As stock prices continue to skyrocket, many banks have passed the $100 mark or are close to it, and a split could be a good way to keep shares affordable to the average investor.
Citicorp, J.P. Morgan & Co., and Chase Manhattan Corp., are a few of the names bandied about by investors and analysts betting on the next likely candidate.
Though there are pros and cons, a report from Sanford C. Bernstein-which analyzed the practice from the 1960s through the 1990s-supports the theory that a stock split is a good move.
"We're pro splitting," said Michael Sommer, senior analyst and author of the report. "Our study goes back to the 1960s, and the results show splits help performance." He said the data were consistent for all types of economic environments. But with average stock prices in 1997 increasing to $46.70, from the historical norm of $40.50, "there's a pent-up demand for splitting."
Even momentum stocks that have risen rapidly can benefit from a stock split, said Mr. Sommer. His research indicated that growth stocks that split did incrementally better than those that did not.
"It could be interpreted as a vote of confidence on management's part that the stock will not go lower," said Mr. Sommer.
Bernie Schaeffer, president, Investment Research Institute, an advisory firm in Cincinnati, said splitting causes a "halo effect on prices."
He noted the "psychological impact" on investors, who convince themselves the stock "isn't really as expensive anymore," though the number of shares outstanding has increased. "It takes a little edge off," he said.
"Splits make the shares more affordable to smaller investors, broadening distribution," said James Deaver, a spokesman for Mellon Bank Corp., Pittsburgh. The bank announced a 2-for-1 stock split on April 15.
"We can't attribute performance to a single factor, but if we look at the shares on April 14 versus Aug. 6, they're up 38%." The Keefe, Bruyette & Woods bank index is up 29% during the same period, said Mr. Deaver. "The split certainly hasn't hurt us."
Mr. Schaeffer said options traders can profit from the action. "There are Web sites devoted to upcoming stock splits," he said. Retail investors, "looking for a short-term pop," can play the options and make money, as the stock often moves up around the split.
For example: Mellon Bank Corp. effected its split on June 6, when its shares went from $72.75 to $36.375. Its share price jumped $2 on the day of the announcement in April, $1 again on June 3, and another 50 cents the following days leading up to the split.
BankAmerica Corp.'s stock split on June 18, when share prices were halved, from $134.75 to $67.37. The following day the shares gained $1.125.
Even so, there is a downside.
"Our position is that a stock split is not a forgone positive," said Jack Morris, a Citicorp spokesman. Citicorp's shares closed at $134 Friday, down $2.50. "The literature is quite mixed on the subject of value," he said. "It adds expenses for the company issuing additional stock and the individual who buys and sells the shares."
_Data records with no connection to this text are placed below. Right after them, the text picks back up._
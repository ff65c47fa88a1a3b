//! Shared graph handle.
//!
//! [`Graph`] does no synchronization of its own. When a driver needs to read
//! and mutate one graph from several threads, it wraps it in a
//! [`SharedGraph`], which serializes every access behind a mutex.

use std::sync::Arc;

use parking_lot::{Mutex, MutexGuard};

use super::arena::Graph;
use super::node::NodeId;
use crate::error::Result;

/// A cloneable, thread-safe handle to one graph.
#[derive(Debug, Clone, Default)]
pub struct SharedGraph {
    inner: Arc<Mutex<Graph>>,
}

impl SharedGraph {
    pub fn new(graph: Graph) -> Self {
        Self {
            inner: Arc::new(Mutex::new(graph)),
        }
    }

    /// Lock the graph for a sequence of operations.
    pub fn lock(&self) -> MutexGuard<'_, Graph> {
        self.inner.lock()
    }

    /// Run `f` with exclusive access to the graph.
    pub fn with<R>(&self, f: impl FnOnce(&mut Graph) -> R) -> R {
        f(&mut self.inner.lock())
    }

    /// Evaluate a node under the lock.
    pub fn output(&self, id: NodeId) -> Result<f64> {
        self.inner.lock().output(id)
    }

    /// Take the graph back if this is the last handle.
    pub fn try_unwrap(self) -> std::result::Result<Graph, Self> {
        Arc::try_unwrap(self.inner)
            .map(Mutex::into_inner)
            .map_err(|inner| Self { inner })
    }
}

impl From<Graph> for SharedGraph {
    fn from(graph: Graph) -> Self {
        Self::new(graph)
    }
}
Brokers' commissions rise on the number of shares bought and "a lot of people forget that," said Mr. Morris. Though a stock split causes "excitement in the market, and leads to a short term bounce," he said, "its not proved that it has long term value to stockholders."
Ken Feinberg, co-portfolio manager, Davis Financial Fund, can see both sides. "Bank CEOs have historically looked at the share price as being a badge of honor. If they're splitting from $60 to $30, it's not because they think it's going down to $20."
But he added, "We also like very high stock prices like Wells Fargo (& Co., at $261.625.) When the stock goes down $7 in a day, a lot of people notice it, and it fuels buying, but in reality the percentage change is like going from $26 to $24."
He said the best strategy might be an annual 5% stock dividend, which he called "a stealth split." The stock will go from say $50 to $47.50, "but it seems to edge right back up."